> What this task involves: Which of the lines in the records below hold the string "output"? Copy every one of them.

> Working data:
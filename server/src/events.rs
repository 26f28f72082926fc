use std::{mem, vec::IntoIter};

use graft_shared::Change;

use crate::{AuthorityError, ConnectionKey};

/// Everything that happened during one `Authority::receive` call
pub struct AuthorityEvents {
    connections: Vec<ConnectionKey>,
    disconnections: Vec<ConnectionKey>,
    inits: Vec<ConnectionKey>,
    changes: Vec<(ConnectionKey, Change)>,
    schemas: Vec<(ConnectionKey, String)>,
    errors: Vec<AuthorityError>,

    empty: bool,
}

impl AuthorityEvents {
    pub(crate) fn new() -> Self {
        Self {
            connections: Vec::new(),
            disconnections: Vec::new(),
            inits: Vec::new(),
            changes: Vec::new(),
            schemas: Vec::new(),
            errors: Vec::new(),

            empty: true,
        }
    }

    // Public

    pub fn is_empty(&self) -> bool {
        self.empty
    }

    pub fn read<V: AuthorityEvent>(&mut self) -> V::Iter {
        V::iter(self)
    }

    pub fn has<V: AuthorityEvent>(&self) -> bool {
        V::has(self)
    }

    // Crate-public

    pub(crate) fn push_connection(&mut self, key: ConnectionKey) {
        self.connections.push(key);
        self.empty = false;
    }

    pub(crate) fn push_disconnection(&mut self, key: ConnectionKey) {
        self.disconnections.push(key);
        self.empty = false;
    }

    pub(crate) fn push_init(&mut self, key: ConnectionKey) {
        self.inits.push(key);
        self.empty = false;
    }

    pub(crate) fn push_change(&mut self, key: ConnectionKey, change: Change) {
        self.changes.push((key, change));
        self.empty = false;
    }

    pub(crate) fn push_schema(&mut self, key: ConnectionKey, class_name: String) {
        self.schemas.push((key, class_name));
        self.empty = false;
    }

    pub(crate) fn push_error(&mut self, error: AuthorityError) {
        self.errors.push(error);
        self.empty = false;
    }
}

pub trait AuthorityEvent {
    type Iter;

    fn iter(events: &mut AuthorityEvents) -> Self::Iter;

    fn has(events: &AuthorityEvents) -> bool;
}

// Connect Event
pub struct ConnectEvent;
impl AuthorityEvent for ConnectEvent {
    type Iter = IntoIter<ConnectionKey>;

    fn iter(events: &mut AuthorityEvents) -> Self::Iter {
        mem::take(&mut events.connections).into_iter()
    }

    fn has(events: &AuthorityEvents) -> bool {
        !events.connections.is_empty()
    }
}

// Disconnect Event
pub struct DisconnectEvent;
impl AuthorityEvent for DisconnectEvent {
    type Iter = IntoIter<ConnectionKey>;

    fn iter(events: &mut AuthorityEvents) -> Self::Iter {
        mem::take(&mut events.disconnections).into_iter()
    }

    fn has(events: &AuthorityEvents) -> bool {
        !events.disconnections.is_empty()
    }
}

// Init Event
pub struct InitEvent;
impl AuthorityEvent for InitEvent {
    type Iter = IntoIter<ConnectionKey>;

    fn iter(events: &mut AuthorityEvents) -> Self::Iter {
        mem::take(&mut events.inits).into_iter()
    }

    fn has(events: &AuthorityEvents) -> bool {
        !events.inits.is_empty()
    }
}

/// A change received from a Dependent and applied, as relayed
pub struct ChangeEvent;
impl AuthorityEvent for ChangeEvent {
    type Iter = IntoIter<(ConnectionKey, Change)>;

    fn iter(events: &mut AuthorityEvents) -> Self::Iter {
        mem::take(&mut events.changes).into_iter()
    }

    fn has(events: &AuthorityEvents) -> bool {
        !events.changes.is_empty()
    }
}

/// A class newly registered through `addSchema`
pub struct AddSchemaEvent;
impl AuthorityEvent for AddSchemaEvent {
    type Iter = IntoIter<(ConnectionKey, String)>;

    fn iter(events: &mut AuthorityEvents) -> Self::Iter {
        mem::take(&mut events.schemas).into_iter()
    }

    fn has(events: &AuthorityEvents) -> bool {
        !events.schemas.is_empty()
    }
}

// Error Event
pub struct ErrorEvent;
impl AuthorityEvent for ErrorEvent {
    type Iter = IntoIter<AuthorityError>;

    fn iter(events: &mut AuthorityEvents) -> Self::Iter {
        mem::take(&mut events.errors).into_iter()
    }

    fn has(events: &AuthorityEvents) -> bool {
        !events.errors.is_empty()
    }
}
impl EntityFactory {
    pub fn new() -> Self {
        Self::default()
    }

    /// Registers `builder` for `class_name`. Registering the same builder type
    /// again is a no-op; a different type is an error.
    pub fn register<B: EntityBuilder>(
        &mut self,
        class_name: &str,
        builder: B,
    ) -> Result<(), EntityError> {
        if let Some(existing) = self.builders.get(class_name) {
            if existing.builder.builder_type() == builder.builder_type() {
                return Ok(());
            }
            if !existing.implicit {
                return Err(EntityError::BuilderConflict {
                    class_name: class_name.to_string(),
                });
            }
        }
        self.builders.insert(
            class_name.to_string(),
            RegisteredBuilder {
                builder: Box::new(builder),
                implicit: false,
            },
        );
        Ok(())
    }

    /// Assigns the `DefaultBuilder` to a class that has no builder yet
    pub fn register_default(&mut self, class_name: &str) {
        if self.builders.contains_key(class_name) {
            return;
        }
        debug!("Default builder assigned to {}", class_name);
        self.builders.insert(
            class_name.to_string(),
            RegisteredBuilder {
                builder: Box::new(DefaultBuilder),
                implicit: true,
            },
        );
    }

    pub fn has_builder(&self, class_name: &str) -> bool {
        self.builders.contains_key(class_name)
    }

    pub fn is_live(&self, id: &EntityId) -> bool {
        self.live.contains(id)
    }

    /// Frees the ids of destroyed entities so they may be constructed again
    pub fn release<'a, I: IntoIterator<Item = &'a EntityId>>(&mut self, ids: I) {
        for id in ids {
            self.live.remove(id);
        }
    }

    /// Constructs the Entity described by `record` together with every nested
    /// entity record it carries. The returned entities are parent-first.
    ///
    /// Nothing is constructed and no id is reserved unless the whole record
    /// tree passes validation.
    pub fn create(
        &mut self,
        schemas: &SchemaRegistry,
        record: Value,
    ) -> Result<Vec<Entity>, EntityError> {
        self.construct(schemas, record, None, None, &|_| false)
    }

    /// Like `create`, for a record whose nested entities may already be held
    /// by the caller. Those for which `held` is true are linked from their
    /// parent as they are and not built again.
    pub fn create_around(
        &mut self,
        schemas: &SchemaRegistry,
        record: Value,
        held: &dyn Fn(&EntityId) -> bool,
    ) -> Result<Vec<Entity>, EntityError> {
        self.construct(schemas, record, None, None, held)
    }

    /// Like `create`, for a record that lives in `parent_property` of
    /// `parent_id`, optionally under a container `key`
    pub fn create_child(
        &mut self,
        schemas: &SchemaRegistry,
        record: Value,
        parent_id: &EntityId,
        parent_property: &str,
        key: Option<&EntityId>,
    ) -> Result<Vec<Entity>, EntityError> {
        self.construct(schemas, record, Some((parent_id, parent_property)), key, &|_| false)
    }

    pub(crate) fn reserve<I: IntoIterator<Item = EntityId>>(&mut self, ids: I) {
        self.live.extend(ids);
    }

    fn construct(
        &mut self,
        schemas: &SchemaRegistry,
        record: Value,
        parent: Option<(&EntityId, &str)>,
        key: Option<&EntityId>,
        held: &dyn Fn(&EntityId) -> bool,
    ) -> Result<Vec<Entity>, EntityError> {
        let mut record = record;
        let mut ids = Vec::new();
        self.prepare(schemas, &mut record, parent, key, &mut ids)?;

        let mut seen = HashSet::new();
        for (index, id) in ids.iter().enumerate() {
            let taken = self.live.contains(id) && (index == 0 || !held(id));
            if taken || !seen.insert(id.clone()) {
                return Err(EntityError::DuplicateId { id: id.to_string() });
            }
        }

        let Value::Object(map) = &record else {
            return Err(malformed(&record, "record is not an object"));
        };
        let id = record_id(map);
        let class_name = record_class(map)?;
        if let Err(errors) = schemas.validate(class_name, &record) {
            return Err(EntityError::Validation {
                id,
                class_name: class_name.to_string(),
                errors,
            });
        }

        let mut output = Vec::new();
        self.build(schemas, map, held, &mut output)?;

        self.live.extend(ids);
        debug!("Created {} entities from record {}", output.len(), id);

        Ok(output)
    }

    // Fills parent links, ids and defaults throughout the record tree and
    // collects the ids it will construct
    fn prepare(
        &self,
        schemas: &SchemaRegistry,
        record: &mut Value,
        parent: Option<(&EntityId, &str)>,
        key: Option<&EntityId>,
        ids: &mut Vec<EntityId>,
    ) -> Result<(), EntityError> {
        let Value::Object(map) = record else {
            return Err(malformed(record, "record is not an object"));
        };
        let class_name = record_class(map)?.to_string();
        if !self.builders.contains_key(&class_name) || !schemas.contains(&class_name) {
            return Err(EntityError::UnknownClass { class_name });
        }

        let id = match (map.get(ID_FIELD).and_then(Value::as_str), key) {
            (Some(id), Some(key)) if id != key.as_str() => {
                return Err(EntityError::MalformedRecord {
                    id: id.to_string(),
                    reason: format!("stored under container key {}", key),
                });
            }
            (Some(id), _) => EntityId::new(id),
            (None, Some(key)) => key.clone(),
            (None, None) => match schemas.singleton(&class_name) {
                Some(_) => EntityId::new(class_name.as_str()),
                None => EntityId::generate(&class_name),
            },
        };
        map.insert(ID_FIELD.to_string(), Value::String(id.to_string()));

        match parent {
            Some((parent_id, parent_property)) => {
                map.insert(PARENT_ID_FIELD.to_string(), Value::String(parent_id.to_string()));
                map.insert(
                    PARENT_PROPERTY_FIELD.to_string(),
                    Value::String(parent_property.to_string()),
                );
            }
            None => {
                if !map.contains_key(PARENT_ID_FIELD) {
                    if let Some(singleton) = schemas.singleton(&class_name) {
                        let parent_id = if singleton.parent_property.is_empty() {
                            id.clone()
                        } else {
                            singleton.parent_id.clone()
                        };
                        map.insert(PARENT_ID_FIELD.to_string(), Value::String(parent_id.to_string()));
                        map.insert(
                            PARENT_PROPERTY_FIELD.to_string(),
                            Value::String(singleton.parent_property.clone()),
                        );
                    }
                }
            }
        }

        schemas.fill_defaults(&class_name, map);
        ids.push(id.clone());

        let Some(simplified) = schemas.simplified(&class_name) else {
            return Err(EntityError::UnknownClass { class_name });
        };
        for property in simplified.properties.values() {
            let Some(value) = map.get_mut(&property.name) else {
                continue;
            };
            match (&property.shape, value) {
                (PropertyShape::Entity { .. }, child) if child.is_object() => {
                    self.prepare(schemas, child, Some((&id, &property.name)), None, ids)?;
                }
                (PropertyShape::Container { .. }, Value::Object(entries)) => {
                    for (entry_key, child) in entries.iter_mut() {
                        if child.is_object() {
                            let entry_key = EntityId::new(entry_key.as_str());
                            self.prepare(
                                schemas,
                                child,
                                Some((&id, &property.name)),
                                Some(&entry_key),
                                ids,
                            )?;
                        }
                    }
                }
                (PropertyShape::List { item_class: Some(_) }, Value::Array(items)) => {
                    for child in items.iter_mut().filter(|item| item.is_object()) {
                        self.prepare(schemas, child, Some((&id, &property.name)), None, ids)?;
                    }
                }
                _ => {}
            }
        }

        Ok(())
    }

    fn build(
        &self,
        schemas: &SchemaRegistry,
        record: &Map<String, Value>,
        held: &dyn Fn(&EntityId) -> bool,
        output: &mut Vec<Entity>,
    ) -> Result<(), EntityError> {
        let class_name = record_class(record)?;
        let Some(simplified) = schemas.simplified(class_name) else {
            return Err(EntityError::UnknownClass {
                class_name: class_name.to_string(),
            });
        };
        let Some(registered) = self.builders.get(class_name) else {
            return Err(EntityError::UnknownClass {
                class_name: class_name.to_string(),
            });
        };

        let mut entity = Entity::new(
            EntityId::new(record_id(record)),
            EntityId::new(string_field(record, PARENT_ID_FIELD)),
            string_field(record, PARENT_PROPERTY_FIELD),
            class_name.to_string(),
            string_field(record, NAME_FIELD),
        );
        let mut children: Vec<&Map<String, Value>> = Vec::new();

        for (name, value) in record {
            if is_header_field(name) {
                continue;
            }
            let shape = simplified
                .shape(name)
                .cloned()
                .unwrap_or(PropertyShape::Scalar);
            let property = match (shape, value) {
                (PropertyShape::Entity { .. }, Value::Null) => Property::Entity(None),
                (PropertyShape::Entity { .. }, Value::Object(child)) => {
                    children.push(child);
                    Property::Entity(Some(EntityId::new(record_id(child))))
                }
                (PropertyShape::Container { .. }, Value::Object(entries)) => {
                    let mut container = Container::new();
                    for (key, child) in entries {
                        match child {
                            Value::Object(child) => {
                                children.push(child);
                                container.insert(EntityId::new(key.as_str()), Slot::Loaded);
                            }
                            _ => {
                                container.insert(EntityId::new(key.as_str()), Slot::Unloaded);
                            }
                        }
                    }
                    Property::Container(container)
                }
                (PropertyShape::List { item_class }, Value::Array(items)) => {
                    let mut list = List::new();
                    for item in items {
                        match (&item_class, item) {
                            (Some(_), Value::Object(child)) => {
                                children.push(child);
                                list.push(ListItem::Entity(EntityId::new(record_id(child))));
                            }
                            _ => list.push(ListItem::Value(item.clone())),
                        }
                    }
                    Property::List(list)
                }
                (_, value) => Property::Value(value.clone()),
            };
            entity.insert_property(name, property);
        }

        output.push(registered.builder.build(entity, record)?);

        for child in children {
            if held(&EntityId::new(record_id(child))) {
                continue;
            }
            self.build(schemas, child, held, output)?;
        }

        Ok(())
    }
}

> Answer to the problem:
        let mut output = Vec::new();
        self.build(schemas, map, held, &mut output)?;
        debug!("Created {} entities from record {}", output.len(), id);
        Ok(output)
        output: &mut Vec<Entity>,
        output.push(registered.builder.build(entity, record)?);
            self.build(schemas, child, held, output)?;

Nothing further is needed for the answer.